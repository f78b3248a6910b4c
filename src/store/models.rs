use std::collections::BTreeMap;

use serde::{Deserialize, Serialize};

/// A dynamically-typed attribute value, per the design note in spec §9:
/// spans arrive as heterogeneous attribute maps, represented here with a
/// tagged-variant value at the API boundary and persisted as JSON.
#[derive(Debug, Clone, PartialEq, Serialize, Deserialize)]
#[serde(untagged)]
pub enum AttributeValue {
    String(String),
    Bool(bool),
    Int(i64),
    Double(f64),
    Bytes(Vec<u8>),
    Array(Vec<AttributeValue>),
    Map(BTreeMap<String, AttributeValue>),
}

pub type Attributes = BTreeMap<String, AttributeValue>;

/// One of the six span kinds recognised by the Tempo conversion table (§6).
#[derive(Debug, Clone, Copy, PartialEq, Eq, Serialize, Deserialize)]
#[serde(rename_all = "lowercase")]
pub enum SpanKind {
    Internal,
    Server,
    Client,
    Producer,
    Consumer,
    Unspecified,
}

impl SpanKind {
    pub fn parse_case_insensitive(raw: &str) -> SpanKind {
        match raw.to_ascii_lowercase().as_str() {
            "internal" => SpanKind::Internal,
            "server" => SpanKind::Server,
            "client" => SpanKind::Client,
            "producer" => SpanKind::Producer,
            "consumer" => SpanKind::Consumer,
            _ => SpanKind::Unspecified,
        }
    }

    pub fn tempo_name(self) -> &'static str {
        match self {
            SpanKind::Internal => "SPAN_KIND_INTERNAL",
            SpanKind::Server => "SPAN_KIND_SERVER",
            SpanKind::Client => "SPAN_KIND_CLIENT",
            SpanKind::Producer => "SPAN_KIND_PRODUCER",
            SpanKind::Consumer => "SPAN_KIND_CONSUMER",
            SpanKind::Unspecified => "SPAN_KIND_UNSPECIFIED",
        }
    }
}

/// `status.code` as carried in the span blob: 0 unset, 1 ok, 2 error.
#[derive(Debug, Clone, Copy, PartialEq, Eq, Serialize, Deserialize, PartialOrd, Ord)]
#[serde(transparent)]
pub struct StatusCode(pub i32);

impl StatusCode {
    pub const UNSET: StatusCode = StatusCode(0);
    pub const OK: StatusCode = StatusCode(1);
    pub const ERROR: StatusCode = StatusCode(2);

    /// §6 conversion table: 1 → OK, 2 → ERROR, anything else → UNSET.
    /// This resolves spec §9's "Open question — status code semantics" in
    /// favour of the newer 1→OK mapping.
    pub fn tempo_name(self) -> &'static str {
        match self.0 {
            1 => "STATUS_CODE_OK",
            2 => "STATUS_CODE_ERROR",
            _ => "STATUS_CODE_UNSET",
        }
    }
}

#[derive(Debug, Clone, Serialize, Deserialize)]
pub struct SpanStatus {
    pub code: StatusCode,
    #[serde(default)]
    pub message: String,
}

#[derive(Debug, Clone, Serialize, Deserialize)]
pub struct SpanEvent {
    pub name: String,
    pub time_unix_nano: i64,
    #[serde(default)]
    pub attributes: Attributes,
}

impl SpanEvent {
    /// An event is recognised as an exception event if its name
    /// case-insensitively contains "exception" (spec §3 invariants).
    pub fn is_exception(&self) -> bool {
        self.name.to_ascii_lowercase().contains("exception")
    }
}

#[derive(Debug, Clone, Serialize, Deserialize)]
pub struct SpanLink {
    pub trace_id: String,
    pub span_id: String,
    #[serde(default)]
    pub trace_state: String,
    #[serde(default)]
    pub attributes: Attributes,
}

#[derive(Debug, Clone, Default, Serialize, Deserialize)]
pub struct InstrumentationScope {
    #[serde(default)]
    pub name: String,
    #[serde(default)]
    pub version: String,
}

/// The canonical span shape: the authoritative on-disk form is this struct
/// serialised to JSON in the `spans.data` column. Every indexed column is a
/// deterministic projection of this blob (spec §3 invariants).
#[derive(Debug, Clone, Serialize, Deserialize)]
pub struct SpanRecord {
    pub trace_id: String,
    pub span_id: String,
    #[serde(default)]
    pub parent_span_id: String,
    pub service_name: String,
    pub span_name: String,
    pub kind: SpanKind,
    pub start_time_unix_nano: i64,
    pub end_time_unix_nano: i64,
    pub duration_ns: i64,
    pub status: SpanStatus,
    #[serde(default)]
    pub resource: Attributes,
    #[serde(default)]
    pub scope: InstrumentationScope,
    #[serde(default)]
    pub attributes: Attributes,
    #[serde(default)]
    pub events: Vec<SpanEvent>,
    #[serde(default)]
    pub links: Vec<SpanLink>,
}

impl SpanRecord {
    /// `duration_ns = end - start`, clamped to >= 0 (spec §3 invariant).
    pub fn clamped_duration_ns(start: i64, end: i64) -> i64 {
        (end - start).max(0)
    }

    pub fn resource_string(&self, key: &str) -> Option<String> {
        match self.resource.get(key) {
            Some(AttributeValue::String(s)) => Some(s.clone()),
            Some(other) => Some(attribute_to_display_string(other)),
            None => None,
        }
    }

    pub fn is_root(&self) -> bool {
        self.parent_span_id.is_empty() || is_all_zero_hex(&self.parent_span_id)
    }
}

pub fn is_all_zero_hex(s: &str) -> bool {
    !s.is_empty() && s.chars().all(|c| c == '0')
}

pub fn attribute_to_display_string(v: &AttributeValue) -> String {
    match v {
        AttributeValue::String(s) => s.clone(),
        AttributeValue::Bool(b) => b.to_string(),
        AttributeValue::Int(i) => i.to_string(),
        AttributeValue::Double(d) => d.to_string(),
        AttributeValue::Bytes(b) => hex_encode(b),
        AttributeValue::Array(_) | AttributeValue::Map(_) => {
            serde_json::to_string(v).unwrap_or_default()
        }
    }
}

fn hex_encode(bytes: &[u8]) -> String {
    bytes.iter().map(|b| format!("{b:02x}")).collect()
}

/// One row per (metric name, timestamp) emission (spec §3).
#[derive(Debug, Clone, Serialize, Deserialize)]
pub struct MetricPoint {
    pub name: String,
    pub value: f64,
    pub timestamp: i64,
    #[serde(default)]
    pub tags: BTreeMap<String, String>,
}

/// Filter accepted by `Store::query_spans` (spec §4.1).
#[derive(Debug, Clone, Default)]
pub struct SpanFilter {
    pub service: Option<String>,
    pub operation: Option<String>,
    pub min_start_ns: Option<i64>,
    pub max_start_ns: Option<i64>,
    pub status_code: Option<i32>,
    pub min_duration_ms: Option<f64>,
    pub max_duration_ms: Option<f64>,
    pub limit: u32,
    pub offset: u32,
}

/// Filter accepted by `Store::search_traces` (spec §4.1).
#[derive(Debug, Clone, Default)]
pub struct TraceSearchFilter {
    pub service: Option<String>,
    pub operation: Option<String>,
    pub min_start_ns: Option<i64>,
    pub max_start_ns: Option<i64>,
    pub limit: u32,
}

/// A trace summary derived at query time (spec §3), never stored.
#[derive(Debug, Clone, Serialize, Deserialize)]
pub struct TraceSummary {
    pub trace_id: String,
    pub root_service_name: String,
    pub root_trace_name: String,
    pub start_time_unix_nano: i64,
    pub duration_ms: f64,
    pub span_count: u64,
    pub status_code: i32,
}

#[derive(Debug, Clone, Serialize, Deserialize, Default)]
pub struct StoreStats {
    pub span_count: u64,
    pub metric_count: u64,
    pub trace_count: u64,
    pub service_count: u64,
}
...
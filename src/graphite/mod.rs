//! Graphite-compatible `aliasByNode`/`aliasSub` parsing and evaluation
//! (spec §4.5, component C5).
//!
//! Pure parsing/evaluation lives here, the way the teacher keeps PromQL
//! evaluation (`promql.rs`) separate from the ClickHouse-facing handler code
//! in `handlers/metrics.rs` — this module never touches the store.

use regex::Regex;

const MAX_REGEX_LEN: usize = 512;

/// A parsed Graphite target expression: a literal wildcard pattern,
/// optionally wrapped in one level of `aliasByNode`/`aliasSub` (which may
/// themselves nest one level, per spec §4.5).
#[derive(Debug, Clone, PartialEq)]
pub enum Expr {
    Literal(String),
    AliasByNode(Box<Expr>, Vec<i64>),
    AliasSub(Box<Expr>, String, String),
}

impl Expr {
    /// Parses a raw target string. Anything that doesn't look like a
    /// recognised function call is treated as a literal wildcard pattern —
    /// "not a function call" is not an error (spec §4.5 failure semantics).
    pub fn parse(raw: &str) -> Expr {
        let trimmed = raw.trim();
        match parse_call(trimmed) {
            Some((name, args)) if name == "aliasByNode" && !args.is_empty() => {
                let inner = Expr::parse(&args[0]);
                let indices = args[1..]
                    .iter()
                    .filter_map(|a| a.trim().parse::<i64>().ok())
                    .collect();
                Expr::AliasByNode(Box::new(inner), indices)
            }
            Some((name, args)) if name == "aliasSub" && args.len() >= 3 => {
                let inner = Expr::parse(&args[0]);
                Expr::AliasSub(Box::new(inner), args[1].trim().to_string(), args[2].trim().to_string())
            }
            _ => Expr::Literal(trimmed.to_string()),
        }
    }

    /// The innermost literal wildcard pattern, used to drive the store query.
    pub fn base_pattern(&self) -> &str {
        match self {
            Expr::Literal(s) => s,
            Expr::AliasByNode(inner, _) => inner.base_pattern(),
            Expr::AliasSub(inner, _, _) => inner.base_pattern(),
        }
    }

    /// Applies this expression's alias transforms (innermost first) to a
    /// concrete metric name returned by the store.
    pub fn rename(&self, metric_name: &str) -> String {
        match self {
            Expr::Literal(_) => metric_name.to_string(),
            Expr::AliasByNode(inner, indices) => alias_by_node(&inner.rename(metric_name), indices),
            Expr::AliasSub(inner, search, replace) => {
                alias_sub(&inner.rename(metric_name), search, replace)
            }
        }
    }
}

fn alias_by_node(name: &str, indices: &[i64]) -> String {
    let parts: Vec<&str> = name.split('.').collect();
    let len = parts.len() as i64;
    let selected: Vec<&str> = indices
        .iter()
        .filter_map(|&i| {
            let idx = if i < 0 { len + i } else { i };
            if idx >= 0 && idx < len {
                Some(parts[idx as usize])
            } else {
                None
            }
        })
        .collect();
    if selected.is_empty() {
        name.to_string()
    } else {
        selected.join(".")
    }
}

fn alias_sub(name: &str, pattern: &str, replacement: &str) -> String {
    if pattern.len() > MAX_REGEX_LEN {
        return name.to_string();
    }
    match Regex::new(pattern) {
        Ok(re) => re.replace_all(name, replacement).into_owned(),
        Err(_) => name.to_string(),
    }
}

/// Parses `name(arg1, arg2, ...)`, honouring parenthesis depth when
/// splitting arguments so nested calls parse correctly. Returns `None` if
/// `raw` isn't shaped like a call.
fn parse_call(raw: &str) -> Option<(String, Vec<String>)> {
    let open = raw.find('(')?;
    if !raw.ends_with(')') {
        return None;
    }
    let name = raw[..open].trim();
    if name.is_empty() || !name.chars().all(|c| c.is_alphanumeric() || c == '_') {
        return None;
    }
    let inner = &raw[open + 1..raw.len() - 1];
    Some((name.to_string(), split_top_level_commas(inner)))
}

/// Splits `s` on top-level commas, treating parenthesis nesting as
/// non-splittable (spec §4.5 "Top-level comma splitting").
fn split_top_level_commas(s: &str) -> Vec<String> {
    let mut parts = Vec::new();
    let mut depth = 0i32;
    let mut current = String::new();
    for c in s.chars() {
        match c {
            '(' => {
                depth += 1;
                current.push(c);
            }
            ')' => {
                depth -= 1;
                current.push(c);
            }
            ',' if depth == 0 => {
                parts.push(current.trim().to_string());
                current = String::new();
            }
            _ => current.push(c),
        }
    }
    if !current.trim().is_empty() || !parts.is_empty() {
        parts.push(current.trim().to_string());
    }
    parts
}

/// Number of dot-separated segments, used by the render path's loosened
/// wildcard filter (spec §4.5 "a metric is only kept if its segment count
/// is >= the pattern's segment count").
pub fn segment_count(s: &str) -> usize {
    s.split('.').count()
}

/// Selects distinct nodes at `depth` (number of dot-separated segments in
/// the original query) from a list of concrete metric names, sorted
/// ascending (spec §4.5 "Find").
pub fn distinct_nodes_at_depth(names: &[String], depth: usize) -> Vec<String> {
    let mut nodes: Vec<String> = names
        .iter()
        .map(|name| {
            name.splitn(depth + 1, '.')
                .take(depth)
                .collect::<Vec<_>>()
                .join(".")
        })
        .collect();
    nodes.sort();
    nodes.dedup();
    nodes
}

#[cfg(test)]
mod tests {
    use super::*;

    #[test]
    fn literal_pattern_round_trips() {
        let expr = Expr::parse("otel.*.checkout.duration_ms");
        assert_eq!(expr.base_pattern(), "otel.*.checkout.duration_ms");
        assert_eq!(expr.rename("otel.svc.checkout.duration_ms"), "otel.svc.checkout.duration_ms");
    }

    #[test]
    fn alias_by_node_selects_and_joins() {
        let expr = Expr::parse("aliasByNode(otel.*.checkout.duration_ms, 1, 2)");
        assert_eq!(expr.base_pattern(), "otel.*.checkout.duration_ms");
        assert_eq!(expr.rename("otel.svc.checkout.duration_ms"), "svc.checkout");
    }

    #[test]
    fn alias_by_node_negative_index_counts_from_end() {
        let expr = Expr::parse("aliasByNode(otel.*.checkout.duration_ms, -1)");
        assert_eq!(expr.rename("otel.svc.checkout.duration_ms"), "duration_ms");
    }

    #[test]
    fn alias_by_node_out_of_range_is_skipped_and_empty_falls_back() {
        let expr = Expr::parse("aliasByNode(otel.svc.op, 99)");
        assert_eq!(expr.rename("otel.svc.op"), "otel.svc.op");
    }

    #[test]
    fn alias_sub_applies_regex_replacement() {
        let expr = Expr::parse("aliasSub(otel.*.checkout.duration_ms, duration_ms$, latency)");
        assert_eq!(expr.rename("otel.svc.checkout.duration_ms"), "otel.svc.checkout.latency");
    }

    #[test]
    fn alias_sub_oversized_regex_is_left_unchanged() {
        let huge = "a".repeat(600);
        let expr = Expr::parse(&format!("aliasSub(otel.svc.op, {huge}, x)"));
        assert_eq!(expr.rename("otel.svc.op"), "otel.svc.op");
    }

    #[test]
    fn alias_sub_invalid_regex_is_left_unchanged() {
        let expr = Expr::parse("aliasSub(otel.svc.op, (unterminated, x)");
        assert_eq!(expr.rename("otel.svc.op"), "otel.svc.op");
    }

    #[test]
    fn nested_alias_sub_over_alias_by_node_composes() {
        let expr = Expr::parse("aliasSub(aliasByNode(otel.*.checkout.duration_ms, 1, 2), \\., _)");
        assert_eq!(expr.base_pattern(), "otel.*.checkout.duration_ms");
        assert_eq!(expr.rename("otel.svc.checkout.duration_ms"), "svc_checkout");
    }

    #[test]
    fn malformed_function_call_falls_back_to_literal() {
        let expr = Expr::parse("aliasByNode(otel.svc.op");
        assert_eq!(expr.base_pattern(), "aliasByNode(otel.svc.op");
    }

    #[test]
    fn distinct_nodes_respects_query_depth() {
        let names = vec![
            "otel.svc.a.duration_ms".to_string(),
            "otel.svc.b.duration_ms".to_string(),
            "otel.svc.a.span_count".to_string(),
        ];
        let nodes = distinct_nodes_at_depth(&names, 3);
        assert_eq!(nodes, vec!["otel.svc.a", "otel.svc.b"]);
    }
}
* * *
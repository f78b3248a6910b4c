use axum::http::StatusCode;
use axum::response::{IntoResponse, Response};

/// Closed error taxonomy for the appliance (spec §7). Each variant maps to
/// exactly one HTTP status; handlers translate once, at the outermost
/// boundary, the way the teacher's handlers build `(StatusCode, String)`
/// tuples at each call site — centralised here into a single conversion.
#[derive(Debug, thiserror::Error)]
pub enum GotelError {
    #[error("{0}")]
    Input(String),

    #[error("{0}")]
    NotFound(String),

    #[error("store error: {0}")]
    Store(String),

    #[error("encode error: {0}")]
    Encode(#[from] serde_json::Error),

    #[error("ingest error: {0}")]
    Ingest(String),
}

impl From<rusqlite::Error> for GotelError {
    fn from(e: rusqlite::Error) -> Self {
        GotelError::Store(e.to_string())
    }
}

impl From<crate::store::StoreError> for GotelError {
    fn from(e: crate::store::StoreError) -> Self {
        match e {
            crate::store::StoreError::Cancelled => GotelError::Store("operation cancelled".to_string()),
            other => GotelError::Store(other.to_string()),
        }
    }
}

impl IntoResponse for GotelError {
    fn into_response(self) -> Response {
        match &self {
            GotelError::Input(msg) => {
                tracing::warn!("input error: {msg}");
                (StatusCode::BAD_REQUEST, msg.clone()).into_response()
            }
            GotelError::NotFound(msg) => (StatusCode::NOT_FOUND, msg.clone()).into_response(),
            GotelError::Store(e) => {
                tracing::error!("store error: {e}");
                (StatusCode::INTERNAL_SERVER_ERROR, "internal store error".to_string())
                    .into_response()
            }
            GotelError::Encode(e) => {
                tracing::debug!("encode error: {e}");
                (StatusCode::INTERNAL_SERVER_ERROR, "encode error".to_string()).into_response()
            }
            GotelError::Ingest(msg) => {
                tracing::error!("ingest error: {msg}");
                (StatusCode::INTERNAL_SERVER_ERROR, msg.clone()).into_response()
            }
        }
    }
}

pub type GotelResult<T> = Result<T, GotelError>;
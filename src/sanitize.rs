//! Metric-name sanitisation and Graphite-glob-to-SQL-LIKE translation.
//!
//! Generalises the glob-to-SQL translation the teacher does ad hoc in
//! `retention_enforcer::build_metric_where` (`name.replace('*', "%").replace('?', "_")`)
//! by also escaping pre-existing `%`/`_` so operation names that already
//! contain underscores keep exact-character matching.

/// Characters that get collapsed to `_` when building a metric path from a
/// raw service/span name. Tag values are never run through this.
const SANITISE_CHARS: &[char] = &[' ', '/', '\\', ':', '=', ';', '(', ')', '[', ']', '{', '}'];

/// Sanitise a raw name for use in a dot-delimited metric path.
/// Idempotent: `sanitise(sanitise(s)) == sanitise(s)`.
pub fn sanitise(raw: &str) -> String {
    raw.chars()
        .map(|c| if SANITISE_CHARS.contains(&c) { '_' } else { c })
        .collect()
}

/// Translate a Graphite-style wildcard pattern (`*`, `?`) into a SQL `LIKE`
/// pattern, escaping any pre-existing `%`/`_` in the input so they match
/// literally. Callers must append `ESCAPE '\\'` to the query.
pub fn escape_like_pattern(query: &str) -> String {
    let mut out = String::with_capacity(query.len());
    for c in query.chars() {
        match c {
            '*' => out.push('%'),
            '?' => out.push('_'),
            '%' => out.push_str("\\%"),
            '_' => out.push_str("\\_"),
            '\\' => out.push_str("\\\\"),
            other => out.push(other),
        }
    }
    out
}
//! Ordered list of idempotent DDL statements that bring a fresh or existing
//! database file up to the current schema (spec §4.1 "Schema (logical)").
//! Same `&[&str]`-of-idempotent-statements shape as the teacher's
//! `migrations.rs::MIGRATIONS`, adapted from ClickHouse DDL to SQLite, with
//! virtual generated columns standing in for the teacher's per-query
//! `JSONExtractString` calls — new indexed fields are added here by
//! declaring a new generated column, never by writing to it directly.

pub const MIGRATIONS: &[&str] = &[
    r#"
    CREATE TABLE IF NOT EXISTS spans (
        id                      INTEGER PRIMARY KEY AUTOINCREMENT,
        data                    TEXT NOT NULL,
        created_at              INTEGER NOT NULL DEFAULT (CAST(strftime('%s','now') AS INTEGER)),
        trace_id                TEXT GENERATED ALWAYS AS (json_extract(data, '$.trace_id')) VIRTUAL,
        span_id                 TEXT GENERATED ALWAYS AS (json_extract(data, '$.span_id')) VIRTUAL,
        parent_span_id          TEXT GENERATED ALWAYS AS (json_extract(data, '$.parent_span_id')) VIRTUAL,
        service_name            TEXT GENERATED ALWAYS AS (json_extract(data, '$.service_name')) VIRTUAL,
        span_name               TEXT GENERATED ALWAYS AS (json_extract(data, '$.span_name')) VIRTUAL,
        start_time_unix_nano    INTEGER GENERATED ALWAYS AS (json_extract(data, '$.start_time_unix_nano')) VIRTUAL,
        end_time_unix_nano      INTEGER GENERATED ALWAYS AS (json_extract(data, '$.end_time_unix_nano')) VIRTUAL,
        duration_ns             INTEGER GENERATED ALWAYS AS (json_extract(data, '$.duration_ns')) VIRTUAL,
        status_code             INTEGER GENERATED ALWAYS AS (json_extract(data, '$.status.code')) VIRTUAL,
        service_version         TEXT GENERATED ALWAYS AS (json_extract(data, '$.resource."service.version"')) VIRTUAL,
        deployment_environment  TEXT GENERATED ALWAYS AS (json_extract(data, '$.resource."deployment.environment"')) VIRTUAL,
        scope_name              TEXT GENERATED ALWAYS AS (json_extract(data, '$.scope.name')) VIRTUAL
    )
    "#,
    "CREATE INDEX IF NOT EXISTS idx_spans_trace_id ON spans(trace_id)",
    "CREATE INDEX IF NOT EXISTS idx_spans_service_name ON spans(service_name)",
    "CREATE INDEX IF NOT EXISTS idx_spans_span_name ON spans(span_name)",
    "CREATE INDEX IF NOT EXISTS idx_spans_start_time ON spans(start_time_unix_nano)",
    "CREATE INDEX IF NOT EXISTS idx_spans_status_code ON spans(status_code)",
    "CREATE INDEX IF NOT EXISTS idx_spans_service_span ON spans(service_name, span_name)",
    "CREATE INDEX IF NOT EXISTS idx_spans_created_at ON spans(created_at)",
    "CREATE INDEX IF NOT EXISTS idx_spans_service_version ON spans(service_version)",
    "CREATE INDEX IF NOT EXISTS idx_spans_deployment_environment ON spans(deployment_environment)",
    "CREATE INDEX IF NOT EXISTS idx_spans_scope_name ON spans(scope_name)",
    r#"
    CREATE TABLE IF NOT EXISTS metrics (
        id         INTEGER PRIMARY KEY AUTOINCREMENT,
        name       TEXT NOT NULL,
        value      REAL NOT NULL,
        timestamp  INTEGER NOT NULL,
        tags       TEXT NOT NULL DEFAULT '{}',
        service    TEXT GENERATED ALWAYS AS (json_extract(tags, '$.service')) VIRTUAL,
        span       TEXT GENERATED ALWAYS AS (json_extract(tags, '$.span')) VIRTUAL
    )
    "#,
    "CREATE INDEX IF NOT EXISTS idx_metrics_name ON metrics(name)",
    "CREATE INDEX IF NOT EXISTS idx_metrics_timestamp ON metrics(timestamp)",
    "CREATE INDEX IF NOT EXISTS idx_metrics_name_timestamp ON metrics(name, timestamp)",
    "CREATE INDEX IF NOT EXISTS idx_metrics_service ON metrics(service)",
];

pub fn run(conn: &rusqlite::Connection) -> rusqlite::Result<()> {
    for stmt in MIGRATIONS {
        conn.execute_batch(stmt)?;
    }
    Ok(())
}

* _What you should do_
Copy out, from the records above, every line that holds the string "translation".

* _Answer_
//! Metric-name sanitisation and Graphite-glob-to-SQL-LIKE translation.
//! Generalises the glob-to-SQL translation the teacher does ad hoc in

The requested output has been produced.